Solution, do not take a Peekable<T> but &mut Peekable<T>. You will need to specify the lifetime too:
impl <'a, T: Iterator, P> Iterator for CautiousTakeWhile<&'a mut Peekable<T>, P>
where P: FnMut(&T::Item) -> bool {
//...
}
impl <'a, T: Iterator> CautiousTakeWhileable for &'a mut Peekable<T> {
fn cautious_take_while<P>(self, f: P) -> CautiousTakeWhile<&'a mut Peekable<T>, P>
where P: FnMut(&T::Item) -> bool {
CautiousTakeWhile{inner: self, condition: f,}
}
}
A curious side effect of this solution is that now by_ref is not needed, because cautious_take_while() takes a mutable reference, so it does not steal ownership. The by_ref() call is needed for take_while() because it can take either Peekable<T> or &mut Peekable<T>, and it defaults to the first one. With the by_ref() call it will resolve to the second one.

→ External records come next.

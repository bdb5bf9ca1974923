//! Header and verb hardening.
//!
//! # Responsibilities
//! - Reject CR/LF bytes in header names or values (response splitting)
//! - Enforce a header-count ceiling before anything else allocates
//! - Block verbs that are never legitimate (TRACE, CONNECT)
//! - Strip method-override headers so the upstream never sees them
//!
//! # Design Decisions
//! - These checks run earliest in the pipeline: cheapest and most decisive
//! - The wire verb is authoritative; override headers are never honored
//! - CR/LF is checked on raw bytes even though hyper validates values on
//!   parse; the gateway does not assume anything about the listener stack

use axum::http::{HeaderMap, Method};

use crate::error::Rejection;

/// Upper bound on header count; more than this is not a build request.
pub const MAX_HEADER_COUNT: usize = 100;

/// Headers that attempt to rewrite the verb after routing. Ignored for
/// authorization and removed before forwarding.
pub const OVERRIDE_HEADERS: &[&str] = &[
    "x-http-method-override",
    "x-http-method",
    "x-method-override",
];

/// True when a single name/value pair is free of CR/LF bytes.
pub fn pair_is_clean(name: &str, value: &[u8]) -> bool {
    !name.bytes().any(|b| b == b'\r' || b == b'\n')
        && !value.iter().any(|&b| b == b'\r' || b == b'\n')
}

/// Reject header sets containing CR/LF bytes or too many entries.
pub fn validate_headers(headers: &HeaderMap) -> Result<(), Rejection> {
    if headers.len() > MAX_HEADER_COUNT {
        return Err(Rejection::bad_request(
            "too_many_headers",
            "Header count exceeds limit",
        ));
    }
    for (name, value) in headers.iter() {
        if !pair_is_clean(name.as_str(), value.as_bytes()) {
            return Err(Rejection::bad_request(
                "header_crlf",
                "Header contains CR/LF bytes",
            ));
        }
    }
    Ok(())
}

/// Block TRACE and CONNECT unconditionally, before authentication.
pub fn check_verb(method: &Method) -> Result<(), Rejection> {
    if *method == Method::TRACE || *method == Method::CONNECT {
        return Err(Rejection::method_not_allowed(format!(
            "{method} is not accepted"
        )));
    }
    Ok(())
}

/// Remove method-override headers in place.
pub fn strip_override_headers(headers: &mut HeaderMap) {
    for name in OVERRIDE_HEADERS {
        while headers.remove(*name).is_some() {}
    }
}
//! Offline cloud-policy audit CLI.
//!
//! Validates IAM policy documents, role trust policies, encryption
//! declarations, and secret-path scoping without contacting any cloud
//! API. Exits non-zero when a critical finding is produced.

use std::path::PathBuf;
use std::process::ExitCode;

use clap::{Parser, Subcommand};

use build_gateway::audit::{AuditEvent, AuditSink, TracingAuditSink};
use build_gateway::policy::{
    encryption::{validate_encryption, EncryptionConfig},
    iam::analyze_policy,
    secrets_access::validate_secrets_access,
    trust::validate_role_assumption,
    FindingSeverity, PolicyDocument, PolicyFinding,
};
use build_gateway::secrets::{redact::sanitize_manifest, SecretRegistry};

#[derive(Parser)]
#[command(name = "policy-audit")]
#[command(about = "Offline audit of cloud policy and manifest artifacts", long_about = None)]
struct Cli {
    #[command(subcommand)]
    command: Commands,
}

#[derive(Subcommand)]
enum Commands {
    /// Analyze an IAM policy document for wildcard grants and
    /// privilege-escalation actions
    Iam {
        /// Path to the policy JSON
        file: PathBuf,
    },
    /// Validate a role trust policy against a caller and target role
    Trust {
        /// Path to the trust policy JSON
        file: PathBuf,
        /// Caller subject, e.g. system:serviceaccount:ns-a:builder
        #[arg(long)]
        subject: String,
        /// Target role name
        #[arg(long)]
        role: String,
    },
    /// Validate a storage encryption declaration
    Encryption {
        /// Path to the encryption config JSON
        file: PathBuf,
    },
    /// Check that secret paths are scoped to the role's namespace
    Secrets {
        /// Role name requesting access
        role: String,
        /// Secret paths, e.g. ns-a/db-password
        paths: Vec<String>,
    },
    /// Redact secret material from a build manifest, writing to stdout
    Manifest {
        /// Path to the manifest file
        file: PathBuf,
    },
}

fn main() -> ExitCode {
    tracing_subscriber::fmt().with_target(false).init();
    let cli = Cli::parse();

    match run(cli.command) {
        Ok(findings) => report(&findings),
        Err(e) => {
            eprintln!("error: {e}");
            ExitCode::from(2)
        }
    }
}

fn run(command: Commands) -> Result<Vec<PolicyFinding>, Box<dyn std::error::Error>> {
    match command {
        Commands::Iam { file } => {
            let text = std::fs::read_to_string(&file)?;
            let doc = PolicyDocument::parse(&text)?;
            Ok(analyze_policy(&doc))
        }
        Commands::Trust {
            file,
            subject,
            role,
        } => {
            let text = std::fs::read_to_string(&file)?;
            let doc = PolicyDocument::parse(&text)?;
            Ok(match validate_role_assumption(&doc, &subject, &role) {
                Ok(()) => Vec::new(),
                Err(finding) => vec![finding],
            })
        }
        Commands::Encryption { file } => {
            let text = std::fs::read_to_string(&file)?;
            let config: EncryptionConfig = serde_json::from_str(&text)?;
            Ok(validate_encryption(&config))
        }
        Commands::Secrets { role, paths } => Ok(validate_secrets_access(&role, &paths)),
        Commands::Manifest { file } => {
            let text = std::fs::read_to_string(&file)?;
            let registry = SecretRegistry::new();
            print!("{}", sanitize_manifest(&registry, &text));
            Ok(Vec::new())
        }
    }
}

/// Print findings as JSON lines and feed them to the audit sink. Critical
/// findings fail the run.
fn report(findings: &[PolicyFinding]) -> ExitCode {
    let sink = TracingAuditSink;
    let mut critical = false;
    for finding in findings {
        if let Ok(json) = serde_json::to_string(finding) {
            println!("{json}");
        }
        sink.record(&AuditEvent::Policy {
            document: "cli".to_string(),
            finding: finding.clone(),
        });
        if finding.severity == FindingSeverity::Critical {
            critical = true;
        }
    }
    if critical {
        ExitCode::FAILURE
    } else {
        ExitCode::SUCCESS
    }
}
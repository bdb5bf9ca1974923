//! HTTP server and request pipeline.
//!
//! # Responsibilities
//! - Create Axum Router with the gateway handler
//! - Wire up middleware (tracing, timeout, request ID)
//! - Run every inbound request through the inspection pipeline
//! - Forward clean requests to the upstream build API
//! - Redact secrets from upstream responses before they leave
//!
//! # Data Flow
//! ```text
//! Client → size guard → header validation → verb check
//!        → authn → authz → rate limit → connection/queue admission
//!        → bounded body read → structural guards → injection scan
//!        → upstream forward → secret redaction → Client
//! ```
//!
//! # Design Decisions
//! - The pipeline order is fixed; the cheapest checks run first and the
//!   first failing check ends the request
//! - Every rejection produces a structured JSON body, a metrics increment,
//!   and an audit event

pub mod forward;
pub mod server;

pub use server::{AppState, HttpServer};
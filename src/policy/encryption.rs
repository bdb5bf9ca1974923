//! Storage/registry encryption compliance.

use serde::Deserialize;

use super::PolicyFinding;

/// Declared encryption configuration of a bucket or registry.
#[derive(Debug, Clone, Deserialize, Default)]
pub struct EncryptionConfig {
    /// `AES256` or `aws:kms`; absent means unencrypted.
    #[serde(default)]
    pub sse_algorithm: Option<String>,
    #[serde(default)]
    pub kms_key_id: Option<String>,
}

/// A syntactically valid KMS key identifier: a key ARN, a bare key UUID,
/// or an alias.
fn valid_kms_key_id(id: &str) -> bool {
    if id.starts_with("alias/") {
        return id.len() > "alias/".len();
    }
    let uuid_part = id
        .strip_prefix("arn:aws:kms:")
        .and_then(|rest| rest.split_once(":key/").map(|(_, key)| key))
        .unwrap_or(id);
    let segments: Vec<&str> = uuid_part.split('-').collect();
    segments.len() == 5
        && segments
            .iter()
            .all(|s| !s.is_empty() && s.chars().all(|c| c.is_ascii_hexdigit()))
}

/// Validate encryption configuration. Absent encryption rejects; a KMS
/// declaration without a valid key identifier rejects.
pub fn validate_encryption(config: &EncryptionConfig) -> Vec<PolicyFinding> {
    let mut findings = Vec::new();
    match config.sse_algorithm.as_deref() {
        None | Some("") => {
            findings.push(PolicyFinding::critical(
                "encryption_absent",
                "No server-side encryption configured",
            ));
        }
        Some("AES256") => {}
        Some("aws:kms") => match config.kms_key_id.as_deref() {
            Some(id) if valid_kms_key_id(id) => {}
            _ => findings.push(PolicyFinding::critical(
                "invalid_kms_key",
                "KMS mode declared without a valid key identifier",
            )),
        },
        Some(other) => {
            findings.push(PolicyFinding::warning(
                "unknown_encryption_mode",
                format!("Unrecognized encryption mode {other}"),
            ));
        }
    }
    findings
}

#[cfg(test)]
mod tests {
    use super::*;

    #[test]
    fn absent_encryption_is_rejected() {
        let findings = validate_encryption(&EncryptionConfig::default());
        assert!(findings.iter().any(|f| f.code == "encryption_absent"));
    }

    #[test]
    fn aes256_is_compliant() {
        let config = EncryptionConfig {
            sse_algorithm: Some("AES256".into()),
            kms_key_id: None,
        };
        assert!(validate_encryption(&config).is_empty());
    }

    #[test]
    fn kms_requires_key_id() {
        let config = EncryptionConfig {
            sse_algorithm: Some("aws:kms".into()),
            kms_key_id: None,
        };
        let findings = validate_encryption(&config);
        assert!(findings.iter().any(|f| f.code == "invalid_kms_key"));
    }

    #[test]
    fn kms_key_forms() {
        assert!(valid_kms_key_id("1234abcd-12ab-34cd-56ef-1234567890ab"));
        assert!(valid_kms_key_id(
            "arn:aws:kms:eu-west-1:123456789012:key/1234abcd-12ab-34cd-56ef-1234567890ab"
        ));
        assert!(valid_kms_key_id("alias/build-artifacts"));
        assert!(!valid_kms_key_id("not-a-key"));
        assert!(!valid_kms_key_id(""));
    }

    #[test]
    fn kms_with_valid_arn_is_compliant() {
        let config = EncryptionConfig {
            sse_algorithm: Some("aws:kms".into()),
            kms_key_id: Some(
                "arn:aws:kms:eu-west-1:123456789012:key/1234abcd-12ab-34cd-56ef-1234567890ab"
                    .into(),
            ),
        };
        assert!(validate_encryption(&config).is_empty());
    }
}
//! The shared policy-document shape.
//!
//! IAM, bucket, and endpoint policies all carry the same statement
//! structure; `Action`/`Resource` accept both a single string and an
//! array, as the source documents do.

use serde::{Deserialize, Deserializer};
use serde_json::Value;

#[derive(Debug, Clone, Deserialize)]
pub struct PolicyDocument {
    #[serde(rename = "Version", default)]
    pub version: Option<String>,
    #[serde(rename = "Statement", deserialize_with = "one_or_many")]
    pub statements: Vec<Statement>,
}

#[derive(Debug, Clone, Deserialize)]
pub struct Statement {
    #[serde(rename = "Sid", default)]
    pub sid: Option<String>,
    #[serde(rename = "Effect")]
    pub effect: String,
    #[serde(rename = "Principal", default)]
    pub principal: Option<Value>,
    #[serde(rename = "Action", default, deserialize_with = "one_or_many")]
    pub actions: Vec<String>,
    #[serde(rename = "Resource", default, deserialize_with = "one_or_many")]
    pub resources: Vec<String>,
    #[serde(rename = "Condition", default)]
    pub condition: Option<Value>,
}

impl Statement {
    pub fn is_allow(&self) -> bool {
        self.effect.eq_ignore_ascii_case("allow")
    }

    /// True when the principal is the `"*"` or `{"AWS": "*"}` wildcard.
    pub fn has_wildcard_principal(&self) -> bool {
        match &self.principal {
            Some(Value::String(s)) => s == "*",
            Some(Value::Object(map)) => map.values().any(|v| match v {
                Value::String(s) => s == "*",
                Value::Array(items) => items.iter().any(|i| i == "*"),
                _ => false,
            }),
            _ => false,
        }
    }
}

impl PolicyDocument {
    pub fn parse(json: &str) -> Result<Self, serde_json::Error> {
        serde_json::from_str(json)
    }
}

/// Accept `"x"` or `["x", "y"]`.
fn one_or_many<'de, D, T>(deserializer: D) -> Result<Vec<T>, D::Error>
where
    D: Deserializer<'de>,
    T: Deserialize<'de>,
{
    #[derive(Deserialize)]
    #[serde(untagged)]
    enum OneOrMany<T> {
        One(T),
        Many(Vec<T>),
    }

    Ok(match OneOrMany::deserialize(deserializer)? {
        OneOrMany::One(v) => vec![v],
        OneOrMany::Many(v) => v,
    })
}
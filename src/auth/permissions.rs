//! Permission table and namespace isolation.
//!
//! # Design Decisions
//! - Permission violations are 403, never 401: the caller is known,
//!   the action is not allowed
//! - The declared target namespace must equal the caller's bound
//!   namespace; absence means "the caller's own"
//! - `/admin` resources require the admin role regardless of verb

use axum::http::Method;

use super::identity::{Identity, Role};
use crate::error::Rejection;

/// Header through which a request declares its target namespace.
pub const NAMESPACE_HEADER: &str = "x-build-namespace";

/// Resource class of a request path, derived from the first segment.
#[derive(Debug, Clone, Copy, PartialEq, Eq)]
pub enum ResourceClass {
    Build,
    Deploy,
    Artifacts,
    Manifests,
    Admin,
    Other,
}

impl ResourceClass {
    pub fn from_path(path: &str) -> Self {
        match path.trim_start_matches('/').split('/').next() {
            Some("build" | "builds") => ResourceClass::Build,
            Some("deploy" | "deployments") => ResourceClass::Deploy,
            Some("artifacts") => ResourceClass::Artifacts,
            Some("manifests") => ResourceClass::Manifests,
            Some("admin") => ResourceClass::Admin,
            _ => ResourceClass::Other,
        }
    }
}

/// Static role/verb/resource permission table.
pub struct PermissionTable;

impl PermissionTable {
    /// Authorize a resolved identity for a verb on a path.
    pub fn authorize(identity: &Identity, method: &Method, path: &str) -> Result<(), Rejection> {
        let class = ResourceClass::from_path(path);
        if class == ResourceClass::Admin && identity.role != Role::Admin {
            return Err(Rejection::forbidden(
                "admin_resource",
                "Administrative resources require the admin role",
            ));
        }
        if !identity.role.allows(method) {
            return Err(Rejection::forbidden(
                "verb_not_permitted",
                format!("Role {} may not {}", identity.role.as_str(), method),
            ));
        }
        Ok(())
    }

    /// Enforce namespace isolation against the declared target namespace.
    pub fn check_namespace(identity: &Identity, declared: Option<&str>) -> Result<(), Rejection> {
        match declared {
            Some(ns) if ns != identity.namespace => Err(Rejection::forbidden(
                "namespace_isolation",
                "Target namespace does not match caller's namespace",
            )),
            _ => Ok(()),
        }
    }
}
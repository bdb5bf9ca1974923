//! Concurrent in-flight request ceiling.
//!
//! # Design Decisions
//! - `try_acquire`, never `acquire`: at capacity the request is rejected
//!   immediately instead of queueing, protecting availability over fairness
//! - The permit is RAII; a slot is released even if the handler panics

use std::sync::Arc;

use tokio::sync::{OwnedSemaphorePermit, Semaphore};

/// Bounded count of concurrent in-flight requests per instance.
pub struct ConnectionLimiter {
    slots: Arc<Semaphore>,
    capacity: usize,
}

impl ConnectionLimiter {
    pub fn new(capacity: usize) -> Self {
        Self {
            slots: Arc::new(Semaphore::new(capacity)),
            capacity,
        }
    }

    /// Claim a slot, or `None` when the instance is saturated.
    pub fn try_acquire(&self) -> Option<ConnectionPermit> {
        self.slots
            .clone()
            .try_acquire_owned()
            .ok()
            .map(|permit| ConnectionPermit { _permit: permit })
    }

    pub fn available(&self) -> usize {
        self.slots.available_permits()
    }

    pub fn capacity(&self) -> usize {
        self.capacity
    }
}

/// A held in-flight slot; dropping it releases the slot.
#[derive(Debug)]
pub struct ConnectionPermit {
    _permit: OwnedSemaphorePermit,
}

#[cfg(test)]
mod tests {
    use super::*;

    #[test]
    fn rejects_at_capacity_without_waiting() {
        let limiter = ConnectionLimiter::new(2);
        let a = limiter.try_acquire().unwrap();
        let _b = limiter.try_acquire().unwrap();
        assert!(limiter.try_acquire().is_none());
        drop(a);
        assert!(limiter.try_acquire().is_some());
    }

    #[test]
    fn permits_release_on_drop() {
        let limiter = ConnectionLimiter::new(1);
        {
            let _p = limiter.try_acquire().unwrap();
            assert_eq!(limiter.available(), 0);
        }
        assert_eq!(limiter.available(), 1);
    }
}
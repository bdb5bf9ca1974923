//! Audit sink for sanitized security events.
//!
//! # Design Decisions
//! - Events carry category and matched-signature type only; redaction has
//!   already happened by the time an event is constructed
//! - The sink is a collaborator seam: production fans out to a remote
//!   collector, the default writes structured log records

use serde::Serialize;

use crate::policy::PolicyFinding;

/// A sanitized event worth keeping. Raw secrets and unredacted payloads
/// never reach this type.
#[derive(Debug, Clone, Serialize)]
#[serde(tag = "kind", rename_all = "snake_case")]
pub enum AuditEvent {
    /// A live request was rejected.
    Rejection {
        category: String,
        error_code: String,
        client: String,
        principal: Option<String>,
    },
    /// The offline policy validator produced a finding.
    Policy {
        document: String,
        finding: PolicyFinding,
    },
}

pub trait AuditSink: Send + Sync {
    fn record(&self, event: &AuditEvent);
}

/// Default sink: structured log records under the `audit` target.
pub struct TracingAuditSink;

impl AuditSink for TracingAuditSink {
    fn record(&self, event: &AuditEvent) {
        match event {
            AuditEvent::Rejection {
                category,
                error_code,
                client,
                principal,
            } => {
                tracing::warn!(
                    target: "audit",
                    category = %category,
                    error_code = %error_code,
                    client = %client,
                    principal = principal.as_deref().unwrap_or("-"),
                    "request rejected"
                );
            }
            AuditEvent::Policy { document, finding } => {
                tracing::warn!(
                    target: "audit",
                    document = %document,
                    severity = ?finding.severity,
                    code = %finding.code,
                    detail = %finding.detail,
                    "policy finding"
                );
            }
        }
    }
}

And now that I finally understand it, I think it might be a good idea to change the definition of struct CautiousTakeWhile to include the peekable bit into the struct itself. The difficulty is that the lifetime has to be specified manually, if I'm right. Something like:
struct CautiousTakeWhile<'a, T: Iterator + 'a, P>
where T::Item : 'a {
inner: &'a mut Peekable<T>,
condition: P,
}
trait CautiousTakeWhileable<'a, T>: Iterator {
fn cautious_take_while<P>(self, P) -> CautiousTakeWhile<'a, T, P> where
P: FnMut(&Self::Item) -> bool;
}
and the rest is more or less straightforward.
This was a tricky one! I'll lead with the meat of the code, then attempt to explain it (if I understand it...). It's also the ugly, unsugared version, as I wanted to reduce incidental complexity.
use std::iter::Peekable;
fn main() {
let mut chars = "abcdefg.".chars().peekable();
let abc: String = CautiousTakeWhile{inner: chars.by_ref(), condition: |&x| x != 'd'}.collect();
let defg: String = CautiousTakeWhile{inner: chars.by_ref(), condition: |&x| x != '.'}.collect();
println!("{}, {}", abc, defg);
}
struct CautiousTakeWhile<'a, I, P> //'
where I::Item: 'a, //'
I: Iterator + 'a, //'
P: FnMut(&I::Item) -> bool,
{
inner: &'a mut Peekable<I>, //'
condition: P,
}
impl<'a, I, P> Iterator for CautiousTakeWhile<'a, I, P>
where I::Item: 'a, //'
I: Iterator + 'a, //'
P: FnMut(&I::Item) -> bool
{
type Item = I::Item;
fn next(&mut self) -> Option<I::Item> {
let return_next =
match self.inner.peek() {
Some(ref v) => (self.condition)(v),
_ => false,
};
if return_next { self.inner.next() } else { None }
}
}
Actually, Rodrigo seems to have a good explanation, so I'll defer to that, unless you'd like me to explain something specific.